> [What the exercise asks]: The expected output is a verbatim reprint of the lines from the beginning of the data that follows through the line that contains "order so alert".

> [Source material]:
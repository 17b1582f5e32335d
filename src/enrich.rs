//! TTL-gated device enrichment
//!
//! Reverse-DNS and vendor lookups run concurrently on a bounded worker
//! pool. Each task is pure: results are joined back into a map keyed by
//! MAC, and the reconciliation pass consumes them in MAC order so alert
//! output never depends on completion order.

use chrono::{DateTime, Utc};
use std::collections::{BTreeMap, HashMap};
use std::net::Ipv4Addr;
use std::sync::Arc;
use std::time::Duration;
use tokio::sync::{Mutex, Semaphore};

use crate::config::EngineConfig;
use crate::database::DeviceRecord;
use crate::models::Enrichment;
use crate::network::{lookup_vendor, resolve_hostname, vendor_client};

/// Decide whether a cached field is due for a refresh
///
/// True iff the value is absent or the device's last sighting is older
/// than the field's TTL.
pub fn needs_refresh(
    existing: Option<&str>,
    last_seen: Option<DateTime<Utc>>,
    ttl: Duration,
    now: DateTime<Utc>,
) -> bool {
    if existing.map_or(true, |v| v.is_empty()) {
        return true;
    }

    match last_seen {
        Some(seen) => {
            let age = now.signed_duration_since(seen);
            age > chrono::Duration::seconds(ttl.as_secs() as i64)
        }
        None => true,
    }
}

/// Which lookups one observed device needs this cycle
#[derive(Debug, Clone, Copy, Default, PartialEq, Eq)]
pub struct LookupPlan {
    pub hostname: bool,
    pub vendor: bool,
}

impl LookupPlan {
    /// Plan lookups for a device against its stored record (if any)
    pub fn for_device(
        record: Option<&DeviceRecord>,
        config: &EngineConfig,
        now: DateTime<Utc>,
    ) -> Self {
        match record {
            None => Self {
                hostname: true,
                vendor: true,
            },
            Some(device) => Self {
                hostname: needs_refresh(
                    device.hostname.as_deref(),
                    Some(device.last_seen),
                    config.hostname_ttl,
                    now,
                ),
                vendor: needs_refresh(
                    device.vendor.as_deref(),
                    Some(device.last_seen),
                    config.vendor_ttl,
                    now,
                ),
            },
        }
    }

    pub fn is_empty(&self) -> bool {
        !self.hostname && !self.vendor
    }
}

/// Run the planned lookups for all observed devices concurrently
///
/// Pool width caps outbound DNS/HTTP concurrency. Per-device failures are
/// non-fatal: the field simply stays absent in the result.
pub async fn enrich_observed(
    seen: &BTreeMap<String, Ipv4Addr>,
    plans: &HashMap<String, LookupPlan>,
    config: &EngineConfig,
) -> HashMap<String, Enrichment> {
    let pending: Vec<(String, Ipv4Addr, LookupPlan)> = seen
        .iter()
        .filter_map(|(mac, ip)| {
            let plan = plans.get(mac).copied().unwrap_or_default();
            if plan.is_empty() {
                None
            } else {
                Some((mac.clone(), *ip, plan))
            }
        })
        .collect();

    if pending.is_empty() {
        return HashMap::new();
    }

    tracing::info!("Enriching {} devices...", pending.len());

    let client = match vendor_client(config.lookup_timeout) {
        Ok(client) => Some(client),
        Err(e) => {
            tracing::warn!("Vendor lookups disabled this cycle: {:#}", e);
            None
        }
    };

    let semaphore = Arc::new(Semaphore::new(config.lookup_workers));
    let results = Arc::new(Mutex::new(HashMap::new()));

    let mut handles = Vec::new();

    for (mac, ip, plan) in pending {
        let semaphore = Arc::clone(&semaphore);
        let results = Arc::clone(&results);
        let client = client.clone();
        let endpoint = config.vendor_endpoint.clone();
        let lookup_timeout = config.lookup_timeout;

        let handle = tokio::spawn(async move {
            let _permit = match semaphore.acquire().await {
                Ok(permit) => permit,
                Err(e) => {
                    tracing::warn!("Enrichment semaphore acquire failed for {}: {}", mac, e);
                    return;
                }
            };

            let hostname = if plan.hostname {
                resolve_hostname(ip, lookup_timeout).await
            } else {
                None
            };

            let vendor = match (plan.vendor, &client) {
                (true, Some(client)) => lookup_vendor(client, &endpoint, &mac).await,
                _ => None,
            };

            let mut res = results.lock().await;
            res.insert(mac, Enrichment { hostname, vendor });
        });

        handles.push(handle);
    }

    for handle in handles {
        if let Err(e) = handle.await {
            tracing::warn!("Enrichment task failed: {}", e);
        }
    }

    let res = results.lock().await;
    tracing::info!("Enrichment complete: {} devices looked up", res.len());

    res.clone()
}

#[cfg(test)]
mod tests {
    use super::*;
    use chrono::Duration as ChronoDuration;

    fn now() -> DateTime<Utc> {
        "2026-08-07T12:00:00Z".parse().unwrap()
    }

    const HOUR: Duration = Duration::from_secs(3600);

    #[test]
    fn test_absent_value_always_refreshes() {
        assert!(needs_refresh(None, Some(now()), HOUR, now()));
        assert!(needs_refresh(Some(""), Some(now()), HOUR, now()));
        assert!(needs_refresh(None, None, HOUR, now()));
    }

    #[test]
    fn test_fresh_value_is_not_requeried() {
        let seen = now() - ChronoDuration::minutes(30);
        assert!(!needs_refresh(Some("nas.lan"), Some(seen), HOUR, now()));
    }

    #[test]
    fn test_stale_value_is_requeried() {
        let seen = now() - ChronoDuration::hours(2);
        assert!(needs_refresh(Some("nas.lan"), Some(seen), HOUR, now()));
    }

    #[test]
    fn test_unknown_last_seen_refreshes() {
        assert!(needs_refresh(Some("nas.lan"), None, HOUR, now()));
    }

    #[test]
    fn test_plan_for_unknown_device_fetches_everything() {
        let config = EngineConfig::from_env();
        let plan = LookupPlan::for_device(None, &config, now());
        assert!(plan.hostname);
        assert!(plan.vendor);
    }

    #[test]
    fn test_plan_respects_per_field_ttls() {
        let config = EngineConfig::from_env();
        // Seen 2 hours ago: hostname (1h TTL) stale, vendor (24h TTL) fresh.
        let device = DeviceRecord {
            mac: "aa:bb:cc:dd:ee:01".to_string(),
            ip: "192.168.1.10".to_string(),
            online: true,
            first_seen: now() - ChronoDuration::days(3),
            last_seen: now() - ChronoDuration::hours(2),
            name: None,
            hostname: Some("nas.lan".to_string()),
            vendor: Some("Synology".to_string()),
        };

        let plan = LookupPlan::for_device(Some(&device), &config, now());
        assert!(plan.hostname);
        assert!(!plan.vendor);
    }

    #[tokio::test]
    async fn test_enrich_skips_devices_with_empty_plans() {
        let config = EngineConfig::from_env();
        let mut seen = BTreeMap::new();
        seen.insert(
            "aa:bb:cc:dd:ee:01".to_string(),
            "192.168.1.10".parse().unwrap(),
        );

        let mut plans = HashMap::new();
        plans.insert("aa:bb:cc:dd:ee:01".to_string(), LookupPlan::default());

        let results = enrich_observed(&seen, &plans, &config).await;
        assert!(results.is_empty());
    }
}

> [Your response]:
repository 17b1582f5e32335d
filename src/enrich.rs
//! TTL-gated device enrichment
//!
//! Reverse-DNS and vendor lookups run concurrently on a bounded worker
//! pool. Each task is pure: results are joined back into a map keyed by
//! MAC, and the reconciliation pass consumes them in MAC order so alert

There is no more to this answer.